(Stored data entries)

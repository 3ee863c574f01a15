//! Chat-completion provider abstraction and the relay that wraps it.
//!
//! - **[`CompletionProvider`]** — one request/response call to a model.
//! - **[`OpenAiProvider`]** — `POST {base_url}/chat/completions` on an
//!   OpenAI-compatible API.
//! - **[`CompletionRelay`]** — builds the system + user exchange, calls the
//!   provider once, and turns any failure into the configured fallback reply.
//!
//! # Failure handling
//!
//! Network errors, timeouts, authentication and quota errors, and malformed
//! responses are all handled the same way: the relay logs the error and the
//! user gets the fallback text. There are no retries.

use async_trait::async_trait;
use std::sync::Arc;
use std::time::Duration;

use crate::config::CompletionConfig;
use crate::models::ChatMessage;

#[derive(Debug, thiserror::Error)]
pub enum CompletionError {
    #[error("OPENAI_API_KEY is not set")]
    MissingApiKey,
    #[error("request to completion API failed: {0}")]
    Transport(#[from] reqwest::Error),
    #[error("completion API error {status}: {body}")]
    Api {
        status: reqwest::StatusCode,
        body: String,
    },
    #[error("invalid completion response: {0}")]
    Malformed(String),
}

/// A backend that turns a message list into the assistant's reply text.
#[async_trait]
pub trait CompletionProvider: Send + Sync {
    /// Model identifier, for logs.
    fn model_name(&self) -> &str;

    async fn complete(&self, messages: &[ChatMessage]) -> Result<String, CompletionError>;
}

/// Calls an OpenAI-compatible chat completions endpoint.
pub struct OpenAiProvider {
    client: reqwest::Client,
    api_key: Option<String>,
    endpoint: String,
    model: String,
    max_tokens: u32,
    temperature: f32,
}

impl OpenAiProvider {
    /// Creates a provider. A missing API key is not an error here; every
    /// call fails with [`CompletionError::MissingApiKey`] instead.
    pub fn new(config: &CompletionConfig, api_key: Option<String>) -> anyhow::Result<Self> {
        let client = reqwest::Client::builder()
            .timeout(Duration::from_secs(config.timeout_secs))
            .build()?;

        Ok(Self {
            client,
            api_key,
            endpoint: format!("{}/chat/completions", config.base_url.trim_end_matches('/')),
            model: config.model.clone(),
            max_tokens: config.max_tokens,
            temperature: config.temperature,
        })
    }
}

#[async_trait]
impl CompletionProvider for OpenAiProvider {
    fn model_name(&self) -> &str {
        &self.model
    }

    async fn complete(&self, messages: &[ChatMessage]) -> Result<String, CompletionError> {
        let api_key = self
            .api_key
            .as_deref()
            .ok_or(CompletionError::MissingApiKey)?;

        let body = serde_json::json!({
            "model": self.model,
            "messages": messages,
            "max_tokens": self.max_tokens,
            "temperature": self.temperature,
        });

        let response = self
            .client
            .post(&self.endpoint)
            .bearer_auth(api_key)
            .json(&body)
            .send()
            .await?;

        let status = response.status();
        if !status.is_success() {
            let body = response.text().await.unwrap_or_default();
            return Err(CompletionError::Api { status, body });
        }

        let json: serde_json::Value = response
            .json()
            .await
            .map_err(|e| CompletionError::Malformed(e.to_string()))?;
        parse_completion_response(&json)
    }
}

/// Extracts `choices[0].message.content`, unmodified.
fn parse_completion_response(json: &serde_json::Value) -> Result<String, CompletionError> {
    let choice = json
        .get("choices")
        .and_then(|c| c.as_array())
        .and_then(|c| c.first())
        .ok_or_else(|| CompletionError::Malformed("missing choices".to_string()))?;

    choice
        .get("message")
        .and_then(|m| m.get("content"))
        .and_then(|c| c.as_str())
        .map(str::to_string)
        .ok_or_else(|| CompletionError::Malformed("missing message content".to_string()))
}

/// Turns one user message into one reply, never failing.
pub struct CompletionRelay {
    provider: Arc<dyn CompletionProvider>,
    fallback_reply: String,
}

impl CompletionRelay {
    pub fn new(provider: Arc<dyn CompletionProvider>, fallback_reply: impl Into<String>) -> Self {
        Self {
            provider,
            fallback_reply: fallback_reply.into(),
        }
    }

    pub fn fallback_reply(&self) -> &str {
        &self.fallback_reply
    }

    /// Asks the model to answer `user_message` under `system_context`.
    /// Returns the model's text on success and the fallback reply otherwise.
    pub async fn respond(&self, system_context: &str, user_message: &str) -> String {
        let messages = [
            ChatMessage::system(system_context),
            ChatMessage::user(user_message),
        ];

        match self.provider.complete(&messages).await {
            Ok(reply) => reply,
            Err(e) => {
                tracing::error!(
                    model = self.provider.model_name(),
                    error = %e,
                    "completion request failed; sending fallback reply"
                );
                self.fallback_reply.clone()
            }
        }
    }
}
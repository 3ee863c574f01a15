//! LINE Messaging API plumbing: webhook signature check, webhook payload
//! parsing, and the reply call.
//!
//! The signature (`X-Line-Signature`) is the base64 HMAC-SHA256 of the raw
//! request body keyed with the channel secret. Replies go to
//! `POST /v2/bot/message/reply` using the reply token of the event.

use anyhow::{bail, Result};
use async_trait::async_trait;
use base64::Engine as _;
use hmac::{Hmac, Mac};
use serde::Deserialize;
use sha2::Sha256;
use std::time::Duration;

type HmacSha256 = Hmac<Sha256>;

/// Header carrying the webhook signature.
pub const SIGNATURE_HEADER: &str = "x-line-signature";

const REPLY_TIMEOUT_SECS: u64 = 30;

/// Checks a webhook signature against the raw body. Compares in constant time.
pub fn verify_signature(channel_secret: &str, body: &[u8], signature: &str) -> bool {
    let Ok(expected) = base64::engine::general_purpose::STANDARD.decode(signature.trim()) else {
        return false;
    };
    let Ok(mut mac) = HmacSha256::new_from_slice(channel_secret.as_bytes()) else {
        return false;
    };
    mac.update(body);
    mac.verify_slice(&expected).is_ok()
}

/// Top-level webhook request body.
#[derive(Debug, Deserialize)]
#[serde(rename_all = "camelCase")]
pub struct WebhookPayload {
    #[serde(default)]
    pub events: Vec<WebhookEvent>,
}

#[derive(Debug, Deserialize)]
#[serde(rename_all = "camelCase")]
pub struct WebhookEvent {
    #[serde(rename = "type")]
    pub kind: String,
    #[serde(default)]
    pub reply_token: Option<String>,
    #[serde(default)]
    pub message: Option<EventMessage>,
}

#[derive(Debug, Deserialize)]
pub struct EventMessage {
    #[serde(rename = "type")]
    pub kind: String,
    #[serde(default)]
    pub text: Option<String>,
}

/// A text message that can be answered.
#[derive(Debug, Clone, PartialEq, Eq)]
pub struct TextMessage {
    pub reply_token: String,
    pub text: String,
}

impl WebhookPayload {
    /// Text message events with a reply token, in delivery order. Every other
    /// event (follows, stickers, images, ...) is ignored.
    pub fn text_messages(&self) -> Vec<TextMessage> {
        self.events
            .iter()
            .filter(|e| e.kind == "message")
            .filter_map(|e| {
                let message = e.message.as_ref()?;
                if message.kind != "text" {
                    return None;
                }
                Some(TextMessage {
                    reply_token: e.reply_token.clone()?,
                    text: message.text.clone()?,
                })
            })
            .collect()
    }
}

/// Sends a reply into the chat thread an event came from.
#[async_trait]
pub trait ChatTransport: Send + Sync {
    async fn reply(&self, reply_token: &str, text: &str) -> Result<()>;
}

/// [`ChatTransport`] backed by the LINE Messaging API.
pub struct LineClient {
    client: reqwest::Client,
    reply_url: String,
    access_token: Option<String>,
}

impl LineClient {
    pub fn new(api_base: &str, access_token: Option<String>) -> Result<Self> {
        let client = reqwest::Client::builder()
            .timeout(Duration::from_secs(REPLY_TIMEOUT_SECS))
            .build()?;
        Ok(Self {
            client,
            reply_url: format!("{}/v2/bot/message/reply", api_base.trim_end_matches('/')),
            access_token,
        })
    }
}

#[async_trait]
impl ChatTransport for LineClient {
    async fn reply(&self, reply_token: &str, text: &str) -> Result<()> {
        let Some(token) = self.access_token.as_deref() else {
            bail!("LINE_CHANNEL_ACCESS_TOKEN is not set");
        };

        let body = serde_json::json!({
            "replyToken": reply_token,
            "messages": [{ "type": "text", "text": text }],
        });

        let response = self
            .client
            .post(&self.reply_url)
            .bearer_auth(token)
            .json(&body)
            .send()
            .await?;

        let status = response.status();
        if !status.is_success() {
            let body_text = response.text().await.unwrap_or_default();
            bail!("LINE reply API error {}: {}", status, body_text);
        }
        Ok(())
    }
}
//! # LINE document bot CLI (`line-doc-bot`)
//!
//! ## Usage
//!
//! ```bash
//! line-doc-bot [--config ./config/bot.toml] [serve|docs|prompt]
//! ```
//!
//! ## Commands
//!
//! | Command | Description |
//! |---------|-------------|
//! | `serve` | Load documents and start the webhook server (default) |
//! | `docs` | List the documents the bot would load |
//! | `prompt` | Print the system prompt built from the documents |
//!
//! Credentials come from the environment (or a `.env` file):
//! `OPENAI_API_KEY`, `LINE_CHANNEL_ACCESS_TOKEN`, `LINE_CHANNEL_SECRET`.
//! `PORT` and `DATA_DIR` override the listen port and the document directory.

use clap::{Parser, Subcommand};
use std::path::PathBuf;
use tracing_subscriber::EnvFilter;

use line_doc_bot::config::{self, Config};
use line_doc_bot::loader::load_documents;
use line_doc_bot::prompt::compose_system_prompt;
use line_doc_bot::server;
use line_doc_bot::state::AppState;

/// Answers LINE messages from a local document set via a chat completion API.
#[derive(Parser)]
#[command(name = "line-doc-bot", version, about)]
struct Cli {
    /// Path to configuration file (TOML).
    ///
    /// When omitted, `./config/bot.toml` is used if present, otherwise
    /// built-in defaults.
    #[arg(long, global = true)]
    config: Option<PathBuf>,

    #[command(subcommand)]
    command: Option<Commands>,
}

#[derive(Subcommand)]
enum Commands {
    /// Load documents and start the webhook server.
    Serve,

    /// List the documents found in the document directory.
    ///
    /// Prints one line per loaded file with its extracted length. Files
    /// that fail to load are reported in the log and left out.
    Docs,

    /// Print the system prompt composed from the document directory.
    Prompt,
}

fn init_tracing() {
    tracing_subscriber::fmt()
        .with_env_filter(
            EnvFilter::try_from_default_env().unwrap_or_else(|_| EnvFilter::new("info")),
        )
        .with_writer(std::io::stderr)
        .init();
}

#[tokio::main]
async fn main() -> anyhow::Result<()> {
    // A missing .env file is fine; the process environment is used as-is.
    let _ = dotenvy::dotenv();
    init_tracing();

    let cli = Cli::parse();
    let cfg = config::load_config(cli.config.as_deref())?;

    match cli.command.unwrap_or(Commands::Serve) {
        Commands::Serve => serve(cfg).await?,
        Commands::Docs => {
            let docs = load_documents(&cfg.documents.dir);
            if docs.is_empty() {
                println!("No documents loaded from {}", cfg.documents.dir.display());
            }
            for doc in &docs {
                println!("{:<40} {:>10} chars", doc.name, doc.text.chars().count());
            }
        }
        Commands::Prompt => {
            let docs = load_documents(&cfg.documents.dir);
            println!("{}", compose_system_prompt(&docs, &cfg.prompt));
        }
    }

    Ok(())
}

async fn serve(cfg: Config) -> anyhow::Result<()> {
    let bind = cfg.server.bind.clone();
    let state = AppState::initialize(cfg)?;
    server::run_server(state, &bind).await
}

_EXERCISE DESCRIPTION_
Out of the data above, give again only the lines starting at the one holding "configured fallback reply." and ending at the one holding "use crate::models::ChatMessage;", unchanged.

_YOUR SOLUTION_
//!   provider once, and turns any failure into the configured fallback reply.
//!
//! # Failure handling
//!
//! Network errors, timeouts, authentication and quota errors, and malformed
//! responses are all handled the same way: the relay logs the error and the
//! user gets the fallback text. There are no retries.

use async_trait::async_trait;
use std::sync::Arc;
use std::time::Duration;

use crate::config::CompletionConfig;
use crate::models::ChatMessage;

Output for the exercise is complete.